Petersfield - www.tommuckley.co.uk



THE ATTRACTIONS OF ALRESFORD
Alresford Pond   Mention Alresford and what do you think of? Oh yes, that nice market town a few miles north-east of Petersfield with the steam railway. Or perhaps, if you are a bird watcher, the Pond, which holds large numbers of wildfowl, especially in winter, and sometimes, in autumn, attracts a migrating osprey.

Or the lovely wide Broad Street with cars parked everywhere along both sides, or the surviving small shops which retain much of the town’s olde-worlde character. Or watercress.

Yes, watercress, now designated as the ultimate superfood, rich in vitamins and minerals, a cure for almost everything. It has been grown around Alresford for nearly two hundred years, thriving in the fast-flowing, chalk-rich streams. Production intensified with the coming of the railway in 1865, giving easy communication with the London markets, and continues today, though it is now in the hands of the Watercress Alliance - Geest, Vitacress and the Watercress Company, who, between them farm more than 100 acres in Hampshire and Dorset. Sunday 13 May sees the annual Watercress Festival in the town.

The original Alresford was a mile to the north, now known as Old Alresford. The present town came into being in the 13th century, when King John granted Godfrey de Lucy, the Bishop of Winchester, a market, an annual fair and various mills, thus establishing a new town. It has been suggested that the pond was created at this time to provide a head of water to turn the River Itchen into a navigable canal. More likely it was just a huge fishpond for the Bishop’s Palace at Bishops Sutton.   Looking up Broad Street   Fulling Mill

During the 14th century Alresford was one of the ten biggest wool markets in the country, not perhaps the equal of the great wool towns of the Cotswolds and East Anglia, but the town became a prosperous trade centre for wool and leather. Despite the setbacks of the Black Death and the Plague, prosperity continued, until rudely interrupted by a series of disastrous fires in the 17th and 18th centuries. One of these was said to have been caused by Royalist troops retreating from the nearby Battle of Cheriton.

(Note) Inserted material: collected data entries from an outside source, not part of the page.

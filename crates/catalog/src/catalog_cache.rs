use std::{
    future::Future,
    sync::{
        atomic::{AtomicU64, Ordering},
        Arc,
    },
    time::{Duration, Instant},
};

use pipe_trait::Pipe;
use tapster_network::{FetchError, HttpClient};
use tapster_registry::{CaskSummary, ItemKind, PackageSummary};
use tokio::sync::{Mutex, RwLock};

/// Default age after which the lists are considered stale.
pub const DEFAULT_MAX_AGE: Duration = Duration::from_secs(60 * 60);

/// Default timeout of each list download.
pub const DEFAULT_REFRESH_TIMEOUT: Duration = Duration::from_secs(30);

/// Read-only view of the lists held by a [`CatalogCache`].
#[derive(Debug, Clone, Default)]
pub struct CatalogSnapshot {
    pub packages: Arc<Vec<PackageSummary>>,
    pub casks: Arc<Vec<CaskSummary>>,
    /// When the package list was last replaced. `None` if it never was.
    pub refreshed_at: Option<Instant>,
}

impl CatalogSnapshot {
    /// The lists should be downloaded again when they are older than `max_age` or when
    /// either of them is empty.
    pub fn is_stale(&self, max_age: Duration) -> bool {
        let expired = match self.refreshed_at {
            None => true,
            Some(refreshed_at) => refreshed_at.elapsed() > max_age,
        };
        expired || self.packages.is_empty() || self.casks.is_empty()
    }
}

/// The two halves of the catalog. Each half is replaced on its own.
#[derive(Debug, Default)]
pub(crate) struct CatalogState {
    pub(crate) packages: Arc<Vec<PackageSummary>>,
    pub(crate) packages_refreshed_at: Option<Instant>,
    pub(crate) casks: Arc<Vec<CaskSummary>>,
    pub(crate) casks_refreshed_at: Option<Instant>,
}

/// In-memory copy of the bulk package and cask lists.
///
/// Readers never wait for a download: they see the lists as of the last completed refresh.
/// A failed download keeps the previous copy of that list.
#[derive(Debug)]
pub struct CatalogCache {
    http_client: HttpClient,
    api_base: String,
    refresh_timeout: Duration,
    max_age: Duration,
    pub(crate) state: RwLock<CatalogState>,
    /// Held for the whole duration of a refresh so that concurrent callers share it.
    refresh_gate: Mutex<()>,
    /// Number of completed refreshes.
    generation: AtomicU64,
}

impl CatalogCache {
    /// Create an empty cache that downloads from `api_base` (trailing slash included).
    pub fn new(http_client: HttpClient, api_base: impl Into<String>) -> Self {
        CatalogCache {
            http_client,
            api_base: api_base.into(),
            refresh_timeout: DEFAULT_REFRESH_TIMEOUT,
            max_age: DEFAULT_MAX_AGE,
            state: RwLock::default(),
            refresh_gate: Mutex::new(()),
            generation: AtomicU64::new(0),
        }
    }

    pub fn with_refresh_timeout(self, refresh_timeout: Duration) -> Self {
        CatalogCache { refresh_timeout, ..self }
    }

    pub fn with_max_age(self, max_age: Duration) -> Self {
        CatalogCache { max_age, ..self }
    }

    pub fn max_age(&self) -> Duration {
        self.max_age
    }

    /// Current lists and the freshness of the package list.
    pub async fn snapshot(&self) -> CatalogSnapshot {
        let state = self.state.read().await;
        CatalogSnapshot {
            packages: Arc::clone(&state.packages),
            casks: Arc::clone(&state.casks),
            refreshed_at: state.packages_refreshed_at,
        }
    }

    /// Download both lists concurrently and replace each one that arrived.
    ///
    /// This never fails: a list that could not be downloaded or decoded is logged and left
    /// as it was.
    pub async fn refresh(&self) {
        tracing::debug!(target: "tapster::catalog", api_base = ?self.api_base, "Loading lists");

        let (packages, casks) = tokio::join!(
            self.fetch_with_timeout(
                ItemKind::Package,
                PackageSummary::fetch_list(&self.http_client, &self.api_base),
            ),
            self.fetch_with_timeout(
                ItemKind::Cask,
                CaskSummary::fetch_list(&self.http_client, &self.api_base),
            ),
        );

        let mut state = self.state.write().await;
        let now = Instant::now();
        if let Some(packages) = packages {
            state.packages = Arc::new(packages);
            state.packages_refreshed_at = Some(now);
        }
        if let Some(casks) = casks {
            state.casks = Arc::new(casks);
            state.casks_refreshed_at = Some(now);
        }
        drop(state);

        self.generation.fetch_add(1, Ordering::SeqCst);
    }

    /// Refresh the lists if the current snapshot is stale, then return the snapshot.
    ///
    /// At most one refresh runs at a time. A caller that arrives while a refresh is in
    /// flight waits for it to finish and reuses its result instead of starting another one.
    pub async fn refresh_if_stale(&self) -> CatalogSnapshot {
        let observed_generation = self.generation.load(Ordering::SeqCst);
        let snapshot = self.snapshot().await;
        if !snapshot.is_stale(self.max_age) {
            return snapshot;
        }

        let _gate = self.refresh_gate.lock().await;
        if self.generation.load(Ordering::SeqCst) != observed_generation {
            tracing::debug!(target: "tapster::catalog", "Reuse the refresh that was in flight");
            return self.snapshot().await;
        }

        tracing::debug!(target: "tapster::catalog", "Cache expired or empty, reloading");
        self.refresh().await;
        self.snapshot().await
    }

    async fn fetch_with_timeout<Value, Fetch>(
        &self,
        kind: ItemKind,
        fetch: Fetch,
    ) -> Option<Vec<Value>>
    where
        Fetch: Future<Output = Result<Vec<Value>, FetchError>>,
    {
        let result = tokio::time::timeout(self.refresh_timeout, fetch).await.unwrap_or_else(|_| {
            kind.list_url(&self.api_base).pipe(|url| FetchError::Timeout { url }).pipe(Err)
        });

        match result {
            Ok(list) => {
                tracing::debug!(target: "tapster::catalog", %kind, count = list.len(), "Loaded");
                Some(list)
            }
            Err(error) => {
                tracing::warn!(target: "tapster::catalog", %kind, %error, "Failed to load list");
                None
            }
        }
    }
}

The watercress beds   So the town had to be rebuilt, several times, in fact. But the original T-shaped street plan was always adhered to, and the elegant Georgian buildings survive to this day, much admired by lovers of urban landscapes.

Perhaps the best way to see Alresford is to follow the Millennium Trail. Setting out from the station, where the Watercress Line celebrates its 30th birthday this year, it passes through the churchyard and into Broad Street, the heart of the town, where the mediaeval market hall once stood. Down to the Lake and the Town Mill, the Trail turns left towards the river and the famous Fulling Mill.

Now a beautiful private house, here raw cloth was hammered into usable material, and what is now a quiet idyll must have once thundered with industrial hammer-blows. A few more yards along the river bank and another left turn takes us back into the town at the bottom of West Street.

One final question. The town is Alresford, but the river, is it the Alre or the Arle?